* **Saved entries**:
=== Begin Enclosure ===

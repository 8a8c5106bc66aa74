use dioxus::prelude::*;

use crate::core::format::format_count;
use crate::core::SeriesPoint;
use crate::t;

const LINE_WIDTH: f64 = 640.0;
const LINE_HEIGHT: f64 = 280.0;
const LINE_PADDING: f64 = 32.0;

/// Each value as a percentage of the series maximum (all zero for an empty or
/// all-zero series).
pub(crate) fn relative_sizes(points: &[SeriesPoint]) -> Vec<f64> {
    let max = points.iter().map(|p| p.value).max().unwrap_or(0);
    points
        .iter()
        .map(|p| {
            if max == 0 {
                0.0
            } else {
                p.value as f64 / max as f64 * 100.0
            }
        })
        .collect()
}

/// SVG coordinates for the hourly line, evenly spaced on x, scaled on y so the
/// maximum touches the top padding.
pub(crate) fn line_coordinates(
    points: &[SeriesPoint],
    width: f64,
    height: f64,
    padding: f64,
) -> Vec<(f64, f64)> {
    let inner_w = (width - 2.0 * padding).max(0.0);
    let inner_h = (height - 2.0 * padding).max(0.0);
    let step = if points.len() > 1 {
        inner_w / (points.len() - 1) as f64
    } else {
        0.0
    };

    relative_sizes(points)
        .into_iter()
        .enumerate()
        .map(|(idx, pct)| {
            let x = if points.len() > 1 {
                padding + step * idx as f64
            } else {
                width / 2.0
            };
            let y = padding + inner_h * (1.0 - pct / 100.0);
            (x, y)
        })
        .collect()
}

#[component]
pub fn HorizontalBarChart(title: String, points: Vec<SeriesPoint>, template: &'static str) -> Element {
    let sizes = relative_sizes(&points);
    let rows: Vec<(SeriesPoint, f64)> = points.into_iter().zip(sizes).collect();

    rsx! {
        figure { class: "chart chart--hbar {template}",
            figcaption { class: "chart__title", "{title}" }
            if rows.is_empty() {
                p { class: "chart__empty", {t!("chart-empty")} }
            }
            for (point, size) in rows {
                div { key: "{point.label}", class: "chart__hbar-row",
                    span { class: "chart__label", "{point.label}" }
                    div { class: "chart__hbar-track",
                        div { class: "chart__bar", style: "width:{size:.2}%" }
                    }
                    span { class: "chart__value", "{format_count(point.value)}" }
                }
            }
        }
    }
}

#[component]
pub fn VerticalBarChart(title: String, points: Vec<SeriesPoint>, template: &'static str) -> Element {
    let sizes = relative_sizes(&points);
    let columns: Vec<(SeriesPoint, f64)> = points.into_iter().zip(sizes).collect();

    rsx! {
        figure { class: "chart chart--vbar {template}",
            figcaption { class: "chart__title", "{title}" }
            if columns.is_empty() {
                p { class: "chart__empty", {t!("chart-empty")} }
            }
            div { class: "chart__vbar-area",
                for (point, size) in columns {
                    div { key: "{point.label}", class: "chart__vbar-column",
                        span { class: "chart__value", "{format_count(point.value)}" }
                        div { class: "chart__vbar-track",
                            div { class: "chart__bar", style: "height:{size:.2}%" }
                        }
                        span { class: "chart__label", "{point.label}" }
                    }
                }
            }
        }
    }
}

#[component]
pub fn LineChart(title: String, points: Vec<SeriesPoint>, template: &'static str) -> Element {
    let coords = line_coordinates(&points, LINE_WIDTH, LINE_HEIGHT, LINE_PADDING);
    let polyline = coords
        .iter()
        .map(|(x, y)| format!("{x:.1},{y:.1}"))
        .collect::<Vec<_>>()
        .join(" ");
    let markers: Vec<(SeriesPoint, (f64, f64))> = points.into_iter().zip(coords).collect();
    let baseline = LINE_HEIGHT - LINE_PADDING;
    let axis_end = LINE_WIDTH - LINE_PADDING;
    let label_y = LINE_HEIGHT - 8.0;

    rsx! {
        figure { class: "chart chart--line {template}",
            figcaption { class: "chart__title", "{title}" }
            if markers.is_empty() {
                p { class: "chart__empty", {t!("chart-empty")} }
            } else {
                svg {
                    class: "chart__svg",
                    view_box: "0 0 {LINE_WIDTH} {LINE_HEIGHT}",
                    preserve_aspect_ratio: "none",
                    line {
                        class: "chart__axis",
                        x1: "{LINE_PADDING}",
                        y1: "{baseline}",
                        x2: "{axis_end}",
                        y2: "{baseline}",
                    }
                    polyline { class: "chart__line", points: "{polyline}" }
                    for (point, (x, y)) in markers {
                        g { key: "{point.label}",
                            circle { class: "chart__marker", cx: "{x:.1}", cy: "{y:.1}", r: "4",
                                title { "{point.label}: {format_count(point.value)}" }
                            }
                            text { class: "chart__tick", x: "{x:.1}", y: "{label_y}", text_anchor: "middle", "{point.label}" }
                        }
                    }
                }
            }
        }
    }
}

#[cfg(test)]
mod tests {
    use super::*;

    fn points(values: &[u64]) -> Vec<SeriesPoint> {
        values
            .iter()
            .enumerate()
            .map(|(idx, value)| SeriesPoint {
                label: format!("{}h", idx + 7),
                value: *value,
            })
            .collect()
    }

    #[test]
    fn sizes_are_relative_to_the_maximum() {
        assert_eq!(relative_sizes(&points(&[50, 100, 25])), vec![50.0, 100.0, 25.0]);
        assert_eq!(relative_sizes(&points(&[0, 0])), vec![0.0, 0.0]);
        assert!(relative_sizes(&[]).is_empty());
    }

    #[test]
    fn line_spans_the_padded_box() {
        let coords = line_coordinates(&points(&[10, 20, 0]), 100.0, 60.0, 10.0);
        assert_eq!(coords.len(), 3);
        assert_eq!(coords[0].0, 10.0);
        assert_eq!(coords[2].0, 90.0);
        // Maximum touches the top padding, zero sits on the baseline.
        assert_eq!(coords[1].1, 10.0);
        assert_eq!(coords[2].1, 50.0);
    }

    #[test]
    fn single_point_is_centered() {
        let coords = line_coordinates(&points(&[5]), 100.0, 60.0, 10.0);
        assert_eq!(coords, vec![(50.0, 10.0)]);
    }
}
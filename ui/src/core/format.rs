//! Formatting helpers for presenting totals.

/// Group thousands with `.` (`12345` → `"12.345"`), as shown on the KPI cards.
pub fn format_count(value: u64) -> String {
    let digits = value.to_string();
    let mut out = String::with_capacity(digits.len() + digits.len() / 3);
    for (idx, ch) in digits.chars().enumerate() {
        if idx > 0 && (digits.len() - idx) % 3 == 0 {
            out.push('.');
        }
        out.push(ch);
    }
    out
}

pub fn format_hour(hour: i64) -> String {
    format!("{hour}h")
}
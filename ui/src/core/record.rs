//! Raw throughput observations and the immutable dataset that holds them.

use serde::Serialize;

use super::hour;

/// One row of throughput: an operator's pieces and orders in one hour.
#[derive(Debug, Clone, PartialEq, Eq, Serialize)]
pub struct Record {
    pub hour_label: String,
    /// Derived from `hour_label`; `None` when the label could not be parsed.
    pub hour_num: Option<i64>,
    pub operator: String,
    pub pieces: u64,
    pub orders: u64,
}

impl Record {
    pub fn new(
        hour_label: impl Into<String>,
        operator: impl Into<String>,
        pieces: u64,
        orders: u64,
    ) -> Self {
        let hour_label = hour_label.into();
        let hour_num = hour::parse(&hour_label);
        Self {
            hour_label,
            hour_num,
            operator: operator.into(),
            pieces,
            orders,
        }
    }
}

/// Where a dataset came from. Only used for status display.
#[derive(Debug, Clone, PartialEq, Eq, Serialize, Default)]
pub enum DatasetOrigin {
    #[default]
    Sample,
    Imported {
        file_name: String,
        /// Rows dropped because they had no operator.
        skipped_rows: usize,
    },
}

/// An immutable batch of records owned by one panel.
///
/// Datasets are replaced wholesale on import; there is no API to mutate one.
#[derive(Debug, Clone, PartialEq, Eq, Default, Serialize)]
pub struct Dataset {
    records: Vec<Record>,
    origin: DatasetOrigin,
}

impl Dataset {
    pub fn new(records: Vec<Record>, origin: DatasetOrigin) -> Self {
        Self { records, origin }
    }

    pub fn records(&self) -> &[Record] {
        &self.records
    }

    pub fn origin(&self) -> &DatasetOrigin {
        &self.origin
    }

    pub fn len(&self) -> usize {
        self.records.len()
    }

    pub fn is_empty(&self) -> bool {
        self.records.is_empty()
    }
}

impl FromIterator<Record> for Dataset {
    fn from_iter<I: IntoIterator<Item = Record>>(iter: I) -> Self {
        Self::new(iter.into_iter().collect(), DatasetOrigin::Sample)
    }
}
//! Top-N operator ranking by pieces.

use serde::Serialize;

use super::aggregate::OperatorSummary;
use super::error::ContractError;

#[derive(Debug, Clone, PartialEq, Eq, Serialize)]
pub struct RankingEntry {
    /// 1-based position.
    pub rank: usize,
    pub operator: String,
    pub total_pieces: u64,
}

/// Order summaries by `total_pieces` descending and keep the first `n`.
///
/// Equal totals are ordered by operator name ascending.
pub fn top_by_pieces(
    summaries: &[OperatorSummary],
    n: i64,
) -> Result<Vec<RankingEntry>, ContractError> {
    let limit = usize::try_from(n).map_err(|_| ContractError::InvalidRankSize(n))?;
    Ok(top_n(summaries, limit))
}

/// Unchecked variant of [`top_by_pieces`] for callers holding a `usize` size.
pub fn top_n(summaries: &[OperatorSummary], limit: usize) -> Vec<RankingEntry> {
    ranked(summaries)
        .into_iter()
        .take(limit)
        .enumerate()
        .map(|(idx, summary)| RankingEntry {
            rank: idx + 1,
            operator: summary.operator.clone(),
            total_pieces: summary.total_pieces,
        })
        .collect()
}

/// Summaries in ranking order, without truncation.
pub fn ranked(summaries: &[OperatorSummary]) -> Vec<&OperatorSummary> {
    let mut ordered: Vec<&OperatorSummary> = summaries.iter().collect();
    ordered.sort_by(|a, b| {
        b.total_pieces
            .cmp(&a.total_pieces)
            .then_with(|| a.operator.cmp(&b.operator))
    });
    ordered
}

=== End Enclosure ===

Which lines should be output? Exactly those from the first line of the data through the line containing "an empty or", inclusive.

repository 8a8c5106bc66aa74
use dioxus::prelude::*;

use crate::core::format::format_count;
use crate::core::SeriesPoint;
use crate::t;

const LINE_WIDTH: f64 = 640.0;
const LINE_HEIGHT: f64 = 280.0;
const LINE_PADDING: f64 = 32.0;

/// Each value as a percentage of the series maximum (all zero for an empty or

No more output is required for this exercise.